The legislative provisions
 There is a general definition of the word "building" in s 1 of the Criminal Code Act in the following terms:
building means any structure complete or otherwise, not being a flimsy or insubstantial structure by the standards of the community to which the owner or occupier of it belongs, that, except in the 3 cases hereinafter mentioned, is not readily moveable and that is used or intended for the occupation of man or his animals or the storage or shelter of his goods. It includes a caravan, ship and an erected tent used or intended for any such purpose.
 Section 243(5) of the Criminal Code Act extends the definition of "building" by providing that, for the purposes of that section:
(a) a part of a building; and
(b) all or part of any other structure or thing (whether or not moveable) that is used, designed or adapted for residential purposes (for example, a caravan).
 There is no dispute that the gazebo was a complete structure which was not flimsy or insubstantial by the standards of the community of Alice Springs.
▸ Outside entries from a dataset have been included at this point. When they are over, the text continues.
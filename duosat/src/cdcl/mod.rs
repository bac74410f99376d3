mod clause;
mod engine;
mod trail;

pub use clause::ClauseRef;
pub use engine::CDCLSolver;
pub use trail::{ImplicationNode, TrailEntry};
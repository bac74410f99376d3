mod config;

use std::path::PathBuf;
use std::process::exit;
use std::time::Instant;

use clap::{App, Arg};

use config::{Config, EngineChoice, Input};
use duosat::{
    ensure_3cnf, parse_dimacs, parse_formula, to_cnf_classical, to_cnf_tseytin, CDCLSolver,
    CNFFormula, DPLLSolver, DecisionResult, Solver,
};

fn make_config() -> Config {
    let matches = App::new("duosat")
        .version("0.1.0")
        .about("Decides propositional satisfiability with DPLL and CDCL side by side")
        .arg(
            Arg::with_name("formula")
                .index(1)
                .required_unless("dimacs")
                .conflicts_with("dimacs")
                .help("Formula to decide, e.g. \"(p -> q) and not q\""),
        )
        .arg(
            Arg::with_name("dimacs")
                .long("dimacs")
                .short("d")
                .takes_value(true)
                .help("Read a DIMACS CNF file instead of parsing a formula"),
        )
        .arg(
            Arg::with_name("engine")
                .long("engine")
                .short("e")
                .takes_value(true)
                .possible_values(&["dpll", "cdcl", "both"])
                .default_value("both")
                .help("Decision procedure to run"),
        )
        .arg(
            Arg::with_name("tseytin")
                .long("tseytin")
                .short("t")
                .help("Use the structure-preserving Tseytin encoding instead of distribution"),
        )
        .arg(
            Arg::with_name("3cnf")
                .long("3cnf")
                .help("Flatten the CNF to clauses of at most three literals"),
        )
        .arg(
            Arg::with_name("return-code")
                .long("return-code")
                .short("r")
                .help("Exit with 10 if satisfiable and 20 if not (useful for scripting)"),
        )
        .get_matches();

    let input = match matches.value_of("dimacs") {
        Some(path) => Input::Dimacs(PathBuf::from(path)),
        None => Input::Formula(matches.value_of("formula").unwrap().to_string()),
    };
    let engine = match matches.value_of("engine").unwrap() {
        "dpll" => EngineChoice::Dpll,
        "cdcl" => EngineChoice::Cdcl,
        _ => EngineChoice::Both,
    };

    Config {
        input,
        engine,
        tseytin: matches.is_present("tseytin"),
        three_cnf: matches.is_present("3cnf"),
        return_code: matches.is_present("return-code"),
    }
}

fn load_cnf(config: &Config) -> Result<CNFFormula, String> {
    match &config.input {
        Input::Dimacs(path) => {
            let text = std::fs::read_to_string(path)
                .map_err(|error| format!("cannot read {}: {}", path.display(), error))?;
            parse_dimacs(&text).map_err(|error| error.to_string())
        }
        Input::Formula(text) => {
            let formula = parse_formula(text).map_err(|error| error.to_string())?;
            let cnf = if config.tseytin {
                to_cnf_tseytin(&formula)
            } else {
                to_cnf_classical(&formula)
            };
            cnf.map_err(|error| error.to_string())
        }
    }
}

fn report(name: &str, solver: &mut dyn Solver, variables: &[String]) -> DecisionResult {
    let start = Instant::now();
    let result = solver.solve();
    let elapsed = start.elapsed();

    println!(
        "{:<5} {:<6} {:.4}s",
        name,
        result.to_string(),
        elapsed.as_secs_f64()
    );
    if result.is_sat() {
        for variable in variables {
            let value = solver.assignment().get(variable).copied().unwrap_or(false);
            println!("    {} = {}", variable, value);
        }
    }
    result
}

fn run(config: &Config) -> i32 {
    let cnf = match load_cnf(config) {
        Ok(cnf) => cnf,
        Err(message) => {
            eprintln!("error: {}", message);
            return 1;
        }
    };
    let cnf = if config.three_cnf {
        ensure_3cnf(&cnf)
    } else {
        cnf
    };

    println!("cnf: {}", cnf);
    let variables: Vec<String> = cnf.variables().into_iter().collect();

    let mut decisions = Vec::new();
    if config.engine != EngineChoice::Cdcl {
        let mut solver = DPLLSolver::new(cnf.clone());
        decisions.push(report("dpll", &mut solver, &variables));
    }
    if config.engine != EngineChoice::Dpll {
        let mut solver = CDCLSolver::new(cnf);
        decisions.push(report("cdcl", &mut solver, &variables));
    }

    if decisions.windows(2).any(|pair| pair[0] != pair[1]) {
        eprintln!("error: the engines disagree, this is a solver bug");
        return 2;
    }

    if config.return_code {
        match decisions[0] {
            DecisionResult::Sat => 10,
            DecisionResult::Unsat => 20,
        }
    } else {
        0
    }
}

fn main() {
    env_logger::init();
    let config = make_config();
    exit(run(&config));
}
It was not readily movable.
 It was the submission of the prosecution that the gazebo falls within the general definition referred to above in that it was a structure "used or intended for the occupation of man". If that not be accepted then it was further submitted that the gazebo falls within the extended definition of "used, designed or adapted for residential purposes".
 Reference to the words of the section makes it plain that there is no requirement that the building be actually used for the occupation of man at the time of the offending. It is sufficient that it has been used or is intended for the occupation of man. The real issue in the present case is what is meant by the expression "occupation of man".
 The defendant resorted to dictionary definitions and submitted that the expression must refer to the act of occupying the structure and that, in turn, must mean "to be resident or established in a place as its tenant". I do not accept that such a narrow interpretation is either required or consistent with the intention of the legislation. As Spigelman CJ observed in R v Campbell:
The contemporary approach to statutory interpretation is not as rigid as it once was. The courts no longer approach a statute with scissors in one hand and a dictionary in the other.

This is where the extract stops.